In many situations, the fact that adultery took place will not have a significant impact on the divorce financial settlement but as every family situation is different it is best to talk to a family law solicitor about your situation and about how adultery may affect your divorce financial settlement. For example, if you know that your ex is very angry and therefore refusing to go to family mediation or provide financial disclosure your only option may be to start divorce financial settlement court proceedings so the court is able to timetable and decide your financial application.
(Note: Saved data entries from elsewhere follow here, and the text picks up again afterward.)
use schemars::JsonSchema;
use serde::{Deserialize, Deserializer, Serialize};

mod broker;

pub use broker::{BrokerConfig, BrokerRegistry};

/// Listing status the extractor falls back to when the page says nothing
pub const DEFAULT_STATUS: &str = "available";

/// Core property data model, one per extracted listing element
#[derive(Debug, Clone, PartialEq, Serialize, Deserialize, JsonSchema)]
pub struct Property {
    /// Street address as shown on the listing
    #[serde(deserialize_with = "lenient_string")]
    #[schemars(with = "String")]
    pub address: String,
    /// Asking rent or price, number only
    #[serde(deserialize_with = "lenient_string")]
    #[schemars(with = "String")]
    pub price: String,
    /// Floor area in square meters, number only
    #[serde(default, deserialize_with = "lenient_string")]
    #[schemars(with = "String")]
    pub area: String,
    /// Number of bedrooms, number only
    #[serde(default, deserialize_with = "lenient_string")]
    #[schemars(with = "String")]
    pub bedrooms: String,
    /// Energy label, a letter A-G
    #[serde(default, deserialize_with = "optional_string")]
    #[schemars(with = "Option<String>")]
    pub energy_label: Option<String>,
    #[serde(default, deserialize_with = "lenient_bool")]
    #[schemars(with = "bool")]
    pub furnished: bool,
    #[serde(default, deserialize_with = "lenient_bool")]
    #[schemars(with = "bool")]
    pub including_bills: bool,
    /// "available", "rented" or "option"
    #[serde(default = "default_status", deserialize_with = "lenient_string")]
    #[schemars(with = "String")]
    pub status: String,
    /// Date the property becomes available, YYYY-MM-DD
    #[serde(default, deserialize_with = "lenient_string")]
    #[schemars(with = "String")]
    pub available_from: String,
    /// Link to the listing detail page
    #[serde(default, alias = "utl", deserialize_with = "lenient_string")]
    #[schemars(with = "String")]
    pub url: String,
}

impl Property {
    /// Tidy up raw extractor output. Relative links are resolved against
    /// `base` and an empty link falls back to `fallback_url`.
    pub fn normalized(mut self, base: Option<&str>, fallback_url: Option<&str>) -> Self {
        self.address = self.address.trim().to_string();
        self.price = self.price.trim().to_string();
        self.area = self.area.trim().to_string();
        self.bedrooms = self.bedrooms.trim().to_string();
        self.available_from = self.available_from.trim().to_string();

        self.energy_label = self
            .energy_label
            .map(|label| label.trim().to_uppercase())
            .filter(|label| !label.is_empty());

        let status = self.status.trim().to_lowercase();
        self.status = if status.is_empty() {
            DEFAULT_STATUS.to_string()
        } else {
            status
        };

        let mut url = crate::utils::clean_url(&self.url);
        if url.is_empty() {
            url = fallback_url.map(crate::utils::clean_url).unwrap_or_default();
        }
        self.url = match base {
            Some(base) if !url.is_empty() => crate::utils::resolve_url(base, &url),
            _ => url,
        };

        self
    }
}

fn default_status() -> String {
    DEFAULT_STATUS.to_string()
}

#[derive(Deserialize)]
#[serde(untagged)]
enum Scalar {
    Bool(bool),
    Number(serde_json::Number),
    Text(String),
}

impl Scalar {
    fn into_string(self) -> String {
        match self {
            Scalar::Bool(b) => b.to_string(),
            Scalar::Number(n) => n.to_string(),
            Scalar::Text(s) => s,
        }
    }
}

/// Accept strings, numbers or null where a string is expected. LLMs are
/// not consistent about quoting "Number only" fields.
fn lenient_string<'de, D>(deserializer: D) -> Result<String, D::Error>
where
    D: Deserializer<'de>,
{
    Ok(Option::<Scalar>::deserialize(deserializer)?
        .map(Scalar::into_string)
        .unwrap_or_default())
}

fn optional_string<'de, D>(deserializer: D) -> Result<Option<String>, D::Error>
where
    D: Deserializer<'de>,
{
    Ok(Option::<Scalar>::deserialize(deserializer)?.map(Scalar::into_string))
}

/// Accept `true`, `"true"`, `"yes"`, `1` and friends
fn lenient_bool<'de, D>(deserializer: D) -> Result<bool, D::Error>
where
    D: Deserializer<'de>,
{
    let flag = match Option::<Scalar>::deserialize(deserializer)? {
        Some(Scalar::Bool(b)) => b,
        Some(Scalar::Number(n)) => n.as_f64().map(|n| n != 0.0).unwrap_or(false),
        Some(Scalar::Text(s)) => matches!(
            s.trim().to_lowercase().as_str(),
            "true" | "yes" | "ja" | "1"
        ),
        None => false,
    };
    Ok(flag)
}

#[cfg(test)]
mod tests {
    use super::*;
    use serde_json::json;

    #[test]
    fn test_deserialize_llm_output() {
        let property: Property = serde_json::from_value(json!({
            "address": "Oudegracht 12",
            "price": 1450,
            "area": "65",
            "bedrooms": 2,
            "energy_label": "b",
            "furnished": "True",
            "including_bills": "false",
            "status": "Available",
            "available_from": "2026-11-01",
            "utl": "/huren/oudegracht-12"
        }))
        .unwrap();

        assert_eq!(property.price, "1450");
        assert_eq!(property.bedrooms, "2");
        assert!(property.furnished);
        assert!(!property.including_bills);
        assert_eq!(property.url, "/huren/oudegracht-12");
    }

    #[test]
    fn test_missing_optional_fields_use_defaults() {
        let property: Property =
            serde_json::from_value(json!({ "address": "Biltstraat 3", "price": "995" })).unwrap();

        assert_eq!(property.status, "available");
        assert_eq!(property.energy_label, None);
        assert!(!property.furnished);
        assert!(property.url.is_empty());
    }

    #[test]
    fn test_address_is_required() {
        let result = serde_json::from_value::<Property>(json!({ "price": "995" }));
        assert!(result.is_err());
    }

    #[test]
    fn test_normalized_resolves_links() {
        let property: Property = serde_json::from_value(json!({
            "address": " Oudegracht 12 ",
            "price": "1450",
            "energy_label": "",
            "status": "",
            "url": "<https://www.example.nl/huren/1>"
        }))
        .unwrap();

        let property = property.normalized(Some("https://www.example.nl"), None);
        assert_eq!(property.address, "Oudegracht 12");
        assert_eq!(property.energy_label, None);
        assert_eq!(property.status, "available");
        assert_eq!(property.url, "https://www.example.nl/huren/1");

        let relative: Property =
            serde_json::from_value(json!({ "address": "A", "price": "1" })).unwrap();
        let relative = relative.normalized(Some("https://www.example.nl"), Some("/huren/2"));
        assert_eq!(relative.url, "https://www.example.nl/huren/2");
    }

    #[test]
    fn test_serialized_key_set() {
        let property: Property =
            serde_json::from_value(json!({ "address": "A", "price": "1" })).unwrap();
        let value = serde_json::to_value(&property).unwrap();
        let mut keys: Vec<_> = value.as_object().unwrap().keys().cloned().collect();
        keys.sort();

        assert_eq!(
            keys,
            vec![
                "address",
                "area",
                "available_from",
                "bedrooms",
                "energy_label",
                "furnished",
                "including_bills",
                "price",
                "status",
                "url"
            ]
        );
    }
}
Adultery and spousal maintenance
Adultery may not have an impact on your divorce financial settlement and spousal maintenance. It all depends on your circumstances. For example:
- You had a short marriage without children – you may not have received spousal maintenance in any event, irrespective of whether adultery took place
- You both have good jobs – if you both earn similar amounts or both have good earnings capacities it is unlikely spousal maintenance would be ordered
- You have committed adultery but it was a fling and you are a stay-at-home parent – you may need spousal maintenance to help you meet your bills and the fact that adultery occurred will not impact on your need for spousal maintenance to help you pay the bills and afford a home to live in
- You committed adultery and are now in a long-term relationship with a new partner – this may affect spousal maintenance as if your partner is working as well then they can share bills so your need for spousal maintenance will not be as great Alternatively you will have more disposable income to be able to afford to pay spousal maintenance to your ex-husband or ex-wife who may have a lower earnings capacity than you do or higher outgoings because of child care costs
- You committed adultery and you have remarried – if you remarry you cannot apply for spousal maintenance even if your financial circumstances are not as good as those of your former husband or wife. If the court ordered that you receive spousal maintenance then the payments will automatically stop on your re-marriage
Adultery and the family home
If your ex committed adultery you may think that they lost all legal rights to the family home but that is not the case. Even if they are now living with their new partner there is no guarantee that the relationship will continue or that they will not need to rehouse themselves. You therefore cannot assume that because of adultery a spouse will not end up with the family home or a share of the equity in it.
How relevant adultery is to the family home and your divorce financial settlement all depends on your individual family situation so that is why it is best to take family law legal advice tailored to your circumstances and needs.